FUNDC1 inhibits NLRP3-mediated inflammation after intracerebral hemorrhage by promoting mitophagy in mice.

Inflammation is a fundamental element in secondary brain injury (SBI) besides intracerebral hemorrhage (ICH). Pyrin domain that contains 3 inflammasome (NLRP3) was regarded as a key role of the nod-like receptor family and played an important part in the inflammatory response following ICH-induced injury. FUN14 domain containing 1 (FUNDC1) is a kind of mitophagy receptor, which can eliminate mitochondrial dysfunction after hypoxia and mitochondrial stress. Previous research showed that mitophagy prevents inflammation through inhibiting NLRP3 inflammasome pathway. However, the relationship between FUNDC1 and ICH-induced inflammatory response stays uncertain. In this study, we investigate that FUNDC1 inhibit NLRP3 inflammasome activation by promoting mitophagy, thereby alleviate ICH-induced injury. We established ICH model by injecting tail venous blood into the basal ganglia of C57 mice (healthy, male adult).
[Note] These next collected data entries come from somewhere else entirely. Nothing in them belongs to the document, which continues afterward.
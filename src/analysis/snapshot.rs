use crate::{
    analysis::model::{AnalysisDocument, Annotation, Clip},
    animation::keyframe::sort_keyframes,
    foundation::{core::Size, error::TelestratorResult},
};

/// Read-only, playback-ready view of an [`AnalysisDocument`].
///
/// Building a snapshot sorts every keyframe sequence (stable, ascending by time) so the
/// interpolator can assume sorted input. Annotation order is preserved; it is the scan order
/// used for pause-scene triggering.
#[derive(Clone, Debug, PartialEq)]
pub struct AnalysisSnapshot {
    id: String,
    clips: Vec<Clip>,
    annotations: Vec<Annotation>,
    canvas: Size,
}

impl AnalysisSnapshot {
    /// Validate a document and normalize it into a snapshot.
    ///
    /// Fails with a validation error on duplicate or empty ids, non-finite times or an invalid
    /// canvas. Inverted windows are accepted and logged.
    #[tracing::instrument(skip(doc), fields(id = %doc.id, annotations = doc.annotations.len()))]
    pub fn new(doc: AnalysisDocument) -> TelestratorResult<Self> {
        doc.validate()?;
        let canvas = doc.canvas_size();
        let AnalysisDocument {
            id,
            clips,
            mut annotations,
            ..
        } = doc;

        for ann in &mut annotations {
            if ann.window().is_empty() {
                tracing::warn!(
                    annotation = %ann.id,
                    start = ann.start_time,
                    end = ann.end_time,
                    "annotation window is empty; it will never be shown"
                );
            }
            sort_keyframes(&mut ann.keyframes);
        }

        Ok(Self {
            id,
            clips,
            annotations,
            canvas,
        })
    }

    /// Analysis document id.
    pub fn id(&self) -> &str {
        &self.id
    }

    /// Authored canvas size.
    pub fn canvas(&self) -> Size {
        self.canvas
    }

    /// All clips.
    pub fn clips(&self) -> &[Clip] {
        &self.clips
    }

    /// All annotations in scan order.
    pub fn annotations(&self) -> &[Annotation] {
        &self.annotations
    }

    /// Look up an annotation by id.
    pub fn annotation(&self, id: &str) -> Option<&Annotation> {
        self.annotations.iter().find(|a| a.id == id)
    }

    /// Look up a clip by id.
    pub fn clip(&self, id: &str) -> Option<&Clip> {
        self.clips.iter().find(|c| c.id == id)
    }

    /// Resolve an annotation's weak clip reference. Dangling references resolve to `None`.
    pub fn clip_for(&self, annotation: &Annotation) -> Option<&Clip> {
        annotation.clip_id.as_deref().and_then(|id| self.clip(id))
    }

    /// Annotations attached to `clip_id`, in scan order.
    pub fn annotations_in_clip<'a>(
        &'a self,
        clip_id: &'a str,
    ) -> impl Iterator<Item = &'a Annotation> + 'a {
        self.annotations
            .iter()
            .filter(move |a| a.clip_id.as_deref() == Some(clip_id))
    }

    /// Pause-scene annotations ordered by start time (ties keep scan order).
    pub fn pause_scenes(&self) -> Vec<&Annotation> {
        let mut scenes: Vec<&Annotation> =
            self.annotations.iter().filter(|a| a.is_pause_scene).collect();
        scenes.sort_by(|a, b| a.start_time.total_cmp(&b.start_time));
        scenes
    }

    pub(crate) fn set_canvas(&mut self, canvas: Size) {
        self.canvas = canvas;
    }

    pub(crate) fn remove_annotation(&mut self, id: &str) -> Option<Annotation> {
        let idx = self.annotations.iter().position(|a| a.id == id)?;
        Some(self.annotations.remove(idx))
    }

    /// Rebuild a persistable document from the current state.
    pub fn to_document(&self) -> AnalysisDocument {
        AnalysisDocument {
            id: self.id.clone(),
            clips: self.clips.clone(),
            annotations: self.annotations.clone(),
            canvas_width: self.canvas.width,
            canvas_height: self.canvas.height,
        }
    }
}

impl TryFrom<AnalysisDocument> for AnalysisSnapshot {
    type Error = crate::foundation::error::TelestratorError;

    fn try_from(doc: AnalysisDocument) -> TelestratorResult<Self> {
        Self::new(doc)
    }
}

#[cfg(test)]
#[path = "../../tests/unit/analysis/snapshot.rs"]
mod tests;
use std::time::Duration;

use super::*;
use crate::{
    analysis::model::{AnalysisDocument, AnnotationShape, Clip},
    animation::keyframe::Keyframe,
    foundation::clock::ManualClock,
    foundation::core::Point,
    playback::media::SimulatedPlayer,
    render::descriptor::Geometry,
    store::analysis_store::MemoryStore,
};

type Engine = PlaybackEngine<SimulatedPlayer, ManualClock>;

fn circle(id: &str, start: f64, end: f64) -> Annotation {
    let mut a = Annotation::new(
        id,
        AnnotationShape::Circle {
            radius: 10.0,
            fill: None,
            stroke: Some("#fff".to_owned()),
            stroke_width: 2.0,
            shadow_blur: None,
        },
        start,
        end,
    );
    a.x = 100.0;
    a.y = 50.0;
    a
}

fn pause_scene(id: &str, start: f64, end: f64) -> Annotation {
    let mut a = circle(id, start, end);
    a.is_pause_scene = true;
    a
}

fn engine_with(annotations: Vec<Annotation>) -> (Engine, ManualClock) {
    let doc = AnalysisDocument {
        id: "match".to_owned(),
        clips: vec![Clip {
            id: "c".to_owned(),
            name: "First half".to_owned(),
            start_time: 0.0,
            end_time: 60.0,
        }],
        annotations,
        canvas_width: 800.0,
        canvas_height: 450.0,
    };
    let clock = ManualClock::new();
    let engine = PlaybackEngine::create(
        AnalysisSnapshot::new(doc).unwrap(),
        EngineConfig::default(),
        SimulatedPlayer::with_duration(60.0),
        clock.clone(),
    )
    .unwrap();
    (engine, clock)
}

fn assert_close(a: f64, b: f64) {
    assert!((a - b).abs() < 1e-9, "{a} != {b}");
}

fn assert_scale(scale: DisplayScale, x: f64, y: f64) {
    assert_close(scale.x, x);
    assert_close(scale.y, y);
}

struct RejectingStore;

impl AnalysisStore for RejectingStore {
    fn save(
        &mut self,
        _analysis_id: &str,
        _clips: &[Clip],
        _annotations: &[Annotation],
        _canvas: Size,
    ) -> TelestratorResult<()> {
        Err(TelestratorError::Other(anyhow::anyhow!("backend offline")))
    }
}

#[test]
fn create_rejects_invalid_config() {
    let cfg = EngineConfig {
        smoothing_alpha: 0.0,
        ..EngineConfig::default()
    };
    let snap = AnalysisSnapshot::new(AnalysisDocument {
        id: "x".to_owned(),
        clips: vec![],
        annotations: vec![],
        canvas_width: 0.0,
        canvas_height: 0.0,
    })
    .unwrap();
    let res = PlaybackEngine::create(snap, cfg, SimulatedPlayer::new(), ManualClock::new());
    assert!(matches!(res, Err(TelestratorError::Validation(_))));
}

#[test]
fn annotation_fades_in_and_adopts_first_target() {
    let (mut e, _) = engine_with(vec![circle("a", 10.0, 20.0)]);
    assert!(e.tick(5.0).is_empty());

    // Candidate but fully transparent at the exact start.
    assert!(e.tick(10.0).is_empty());
    assert!(e.smoothed_state("a").is_some());

    e.smoothing.reset();
    let out = e.tick(10.25);
    assert_eq!(out.len(), 1);
    assert!((out[0].opacity - 0.5).abs() < 1e-12);
    assert_eq!(out[0].position, Point::new(100.0, 50.0));
}

#[test]
fn smoothing_moves_a_fraction_toward_the_keyframed_target() {
    let mut a = circle("a", 0.0, 30.0);
    a.keyframes = vec![Keyframe::at(0.0, 0.0, 0.0), Keyframe::at(10.0, 100.0, 0.0)];
    let (mut e, _) = engine_with(vec![a]);

    e.tick(5.0);
    let start = e.smoothed_state("a").unwrap().position;
    assert_eq!(start, Point::new(50.0, 0.0));

    e.tick(10.0);
    let next = e.smoothed_state("a").unwrap().position;
    assert!((next.x - (50.0 + 50.0 * 0.12)).abs() < 1e-9);

    for _ in 0..200 {
        e.animate();
    }
    assert!((e.smoothed_state("a").unwrap().position.x - 100.0).abs() < 1e-6);
}

#[test]
fn frame_does_not_advance_smoothing() {
    let mut a = circle("a", 0.0, 30.0);
    a.keyframes = vec![Keyframe::at(0.0, 0.0, 0.0), Keyframe::at(10.0, 100.0, 0.0)];
    let (mut e, _) = engine_with(vec![a]);
    e.tick(5.0);
    e.on_time_update(10.0);

    let before = *e.smoothed_state("a").unwrap();
    let out = e.frame();
    assert_eq!(out[0].position, before.position);
    assert_eq!(e.smoothed_state("a"), Some(&before));
}

#[test]
fn leaving_the_window_drops_smoothing_state() {
    let (mut e, _) = engine_with(vec![circle("a", 10.0, 20.0), circle("b", 0.0, 60.0)]);
    e.tick(15.0);
    assert!(e.smoothed_state("a").is_some());
    e.tick(25.0);
    assert!(e.smoothed_state("a").is_none());
    assert!(e.smoothed_state("b").is_some());
}

#[test]
fn opacity_at_epsilon_is_not_rendered() {
    let mut faint = circle("faint", 0.0, 60.0);
    faint.opacity = EngineConfig::default().opacity_epsilon;
    let mut visible = circle("visible", 0.0, 60.0);
    visible.opacity = 0.02;
    let (mut e, _) = engine_with(vec![faint, visible]);

    for _ in 0..5 {
        let out = e.tick(30.0);
        let ids: Vec<&str> = out.iter().map(|d| d.id.as_str()).collect();
        assert_eq!(ids, vec!["visible"]);
    }
    assert_close(e.smoothed_state("faint").unwrap().opacity, 0.01);
}

#[test]
fn duplicate_ids_never_reach_the_engine() {
    let mut left = circle("a", 0.0, 60.0);
    left.x = 0.0;
    let right = circle("a", 0.0, 60.0);
    let doc = AnalysisDocument {
        id: "match".to_owned(),
        clips: vec![],
        annotations: vec![left, right],
        canvas_width: 800.0,
        canvas_height: 450.0,
    };
    assert!(matches!(
        AnalysisSnapshot::new(doc),
        Err(TelestratorError::Validation(_))
    ));
}

#[test]
fn inverted_windows_are_never_rendered() {
    let (mut e, _) = engine_with(vec![circle("bad", 20.0, 10.0)]);
    for t in [9.0, 10.0, 15.0, 20.0, 21.0] {
        assert!(e.tick(t).is_empty());
    }
}

#[test]
fn output_is_scaled_to_the_display() {
    let (mut e, _) = engine_with(vec![circle("a", 0.0, 60.0)]);
    e.on_resize(Size::new(1600.0, 1200.0));
    e.on_metadata(Size::new(1920.0, 1080.0));
    let display = e.display_size().unwrap();
    assert_close(display.width, 1600.0);
    assert_close(display.height, 900.0);
    assert_scale(e.scale(), 2.0, 2.0);

    let out = e.tick(30.0);
    assert_close(out[0].position.x, 200.0);
    assert_close(out[0].position.y, 100.0);
    let Geometry::Circle(g) = &out[0].geometry else {
        panic!("expected circle geometry");
    };
    assert_close(g.radius, 20.0);
    assert_close(g.stroke_width, 4.0);
}

#[test]
fn significant_rescale_resets_smoothing() {
    let (mut e, _) = engine_with(vec![circle("a", 0.0, 60.0)]);
    e.on_resize(Size::new(800.0, 450.0));
    e.on_metadata(Size::new(1600.0, 900.0));
    e.tick(30.0);
    assert!(e.smoothed_state("a").is_some());

    // Same scale: state survives.
    e.on_resize(Size::new(800.0, 450.0));
    assert!(e.smoothed_state("a").is_some());

    e.on_resize(Size::new(1600.0, 900.0));
    assert!(e.smoothed_state("a").is_none());
}

#[test]
fn degenerate_container_keeps_previous_scale() {
    let (mut e, _) = engine_with(vec![]);
    e.on_resize(Size::new(1600.0, 900.0));
    e.on_metadata(Size::new(1920.0, 1080.0));
    let before = e.scale();
    assert_scale(before, 2.0, 2.0);
    e.on_resize(Size::ZERO);
    assert_eq!(e.scale(), before);
}

#[test]
fn pause_scene_pauses_counts_down_and_resumes_at_end() {
    let (mut e, clock) = engine_with(vec![pause_scene("p", 10.0, 12.5)]);
    e.on_play();
    e.tick(9.9);
    assert!(e.is_playing());

    e.tick(10.1);
    assert!(!e.is_playing());
    assert!(!e.media().is_playing());
    assert_eq!(e.countdown_remaining(), Some(3));
    assert!(e.wants_animation_frame());

    clock.advance(Duration::from_secs(1));
    e.poll_countdown();
    assert_eq!(e.countdown_remaining(), Some(2));

    clock.advance(Duration::from_secs(2));
    e.poll_countdown();
    assert!(e.active_pause_scene().is_none());
    assert!(e.is_playing());
    assert_eq!(e.media().time(), 12.5);
    assert_eq!(e.current_time(), 12.5);
    assert_eq!(
        e.media().history(),
        &[
            PlaybackDirective::Pause,
            PlaybackDirective::SeekTo(12.5),
            PlaybackDirective::Play
        ]
    );
}

#[test]
fn skip_resumes_immediately() {
    let (mut e, _) = engine_with(vec![pause_scene("p", 10.0, 14.0)]);
    assert!(!e.skip_pause_scene());
    e.tick(10.0);
    assert!(e.skip_pause_scene());
    assert_eq!(e.media().time(), 14.0);
    assert!(e.is_playing());
    assert!(e.triggered_ids().contains("p"));
}

#[test]
fn seeking_back_rearms_pause_scenes() {
    let (mut e, _) = engine_with(vec![pause_scene("p", 10.0, 11.0)]);
    e.tick(10.0);
    e.skip_pause_scene();
    e.tick(11.2);
    assert!(e.active_pause_scene().is_none());

    e.seek(4.0);
    assert!(e.triggered_ids().is_empty());
    assert_eq!(e.media().time(), 4.0);

    e.tick(10.05);
    assert_eq!(e.active_pause_scene().unwrap().annotation_id, "p");
}

#[test]
fn seeking_back_during_a_hold_keeps_the_countdown() {
    let (mut e, clock) = engine_with(vec![pause_scene("p", 10.0, 13.0)]);
    e.on_play();
    e.tick(10.1);
    assert_eq!(e.countdown_remaining(), Some(3));

    e.seek(5.0);
    assert!(e.triggered_ids().is_empty());
    assert_eq!(e.active_pause_scene().unwrap().annotation_id, "p");

    clock.advance(Duration::from_secs(3));
    e.poll_countdown();
    assert!(e.active_pause_scene().is_none());
    assert_eq!(e.media().time(), 13.0);
    assert!(e.triggered_ids().is_empty());
    assert!(e.is_playing());
}

#[test]
fn seek_is_clamped_to_known_duration() {
    let (mut e, _) = engine_with(vec![]);
    e.set_duration(30.0);
    e.seek(45.0);
    assert_eq!(e.media().history(), &[PlaybackDirective::SeekTo(30.0)]);
    e.seek(-3.0);
    assert_eq!(e.current_time(), 0.0);
}

#[test]
fn delete_persists_the_remaining_annotations() {
    let (mut e, _) = engine_with(vec![circle("a", 0.0, 5.0), circle("b", 0.0, 5.0)]);
    e.tick(2.0);
    let mut store = MemoryStore::new();
    e.delete_annotation("a", &mut store).unwrap();

    let saved = store.latest().unwrap();
    assert_eq!(saved.id, "match");
    assert_eq!(saved.clips.len(), 1);
    assert_eq!(saved.canvas_size(), Size::new(800.0, 450.0));
    let ids: Vec<&str> = saved.annotations.iter().map(|a| a.id.as_str()).collect();
    assert_eq!(ids, vec!["b"]);

    assert!(e.smoothed_state("a").is_none());
    assert_eq!(e.frame().len(), 1);
}

#[test]
fn deleting_the_active_pause_scene_resumes_in_place() {
    let (mut e, _) = engine_with(vec![pause_scene("p", 10.0, 20.0)]);
    e.tick(10.0);
    e.delete_annotation("p", &mut MemoryStore::new()).unwrap();
    assert!(e.active_pause_scene().is_none());
    assert!(e.is_playing());
    assert_eq!(e.media().time(), 0.0);
    assert_eq!(e.media().history().last(), Some(&PlaybackDirective::Play));
    assert!(e.pause_scenes().is_empty());
}

#[test]
fn unknown_id_is_rejected_without_saving() {
    let (mut e, _) = engine_with(vec![circle("a", 0.0, 5.0)]);
    let mut store = MemoryStore::new();
    assert!(matches!(
        e.delete_annotation("zzz", &mut store),
        Err(TelestratorError::Validation(_))
    ));
    assert!(store.saved().is_empty());
}

#[test]
fn failed_save_keeps_local_deletion() {
    let (mut e, _) = engine_with(vec![circle("a", 0.0, 5.0)]);
    let err = e.delete_annotation("a", &mut RejectingStore).unwrap_err();
    assert!(matches!(err, TelestratorError::Persistence(ref m) if m.contains("backend offline")));
    assert!(e.snapshot().annotation("a").is_none());
}

#[test]
fn set_canvas_is_used_for_scale_and_saves() {
    let (mut e, _) = engine_with(vec![circle("a", 0.0, 5.0)]);
    e.on_resize(Size::new(1600.0, 900.0));
    e.on_metadata(Size::new(1600.0, 900.0));
    e.set_canvas(Size::new(400.0, 225.0));
    assert_scale(e.scale(), 4.0, 4.0);

    let mut store = MemoryStore::new();
    e.delete_annotation("a", &mut store).unwrap();
    assert_eq!(store.latest().unwrap().canvas_width, 400.0);
}

#[test]
fn dispose_stops_everything() {
    let (mut e, clock) = engine_with(vec![pause_scene("p", 10.0, 13.0), circle("a", 0.0, 60.0)]);
    e.on_play();
    e.tick(10.0);
    assert!(e.wants_animation_frame());

    e.dispose();
    assert!(e.is_disposed());
    assert!(!e.wants_animation_frame());
    assert!(e.active_pause_scene().is_none());

    clock.advance(Duration::from_secs(10));
    e.poll_countdown();
    e.on_play();
    assert!(e.tick(20.0).is_empty());
    assert!(e.frame().is_empty());
    assert_eq!(e.media().history(), &[PlaybackDirective::Pause]);
    assert!(matches!(
        e.delete_annotation("a", &mut MemoryStore::new()),
        Err(TelestratorError::Playback(_))
    ));
}

#[test]
fn wants_frames_only_while_playing_or_holding() {
    let (mut e, _) = engine_with(vec![]);
    assert!(!e.wants_animation_frame());
    e.on_play();
    assert!(e.wants_animation_frame());
    e.on_pause();
    assert!(!e.wants_animation_frame());
}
We injected siRNA to knockdown FUNDC1. In order to deeply seek for the mechanisms of FUNDC1 in ICH-induced injury, FUNDC1 was overexpressed by adeno-associated virus (AAV) and mitophagy was suppressed by specific inhibitor (mdivi-1). The protein level of FUNDC1 was upregulated and got peak at 12h after ICH. We noticed that silencing FUNDC1 can suppress mitophagy, promote NLRP3-mediated inflammation and exacerbate ICH injury. Furthermore, the results indicated that mitophagy participated in the inhibitory effect of FUNDC1 on NLRP3-mediated inflammatory response after ICH. Our results showed that FUNDC1 alleviated ICH-induced inflammation in mice by promoting mitophagy. Those data suggested that FUNDC1 may be a potential target for the treatment of ICH.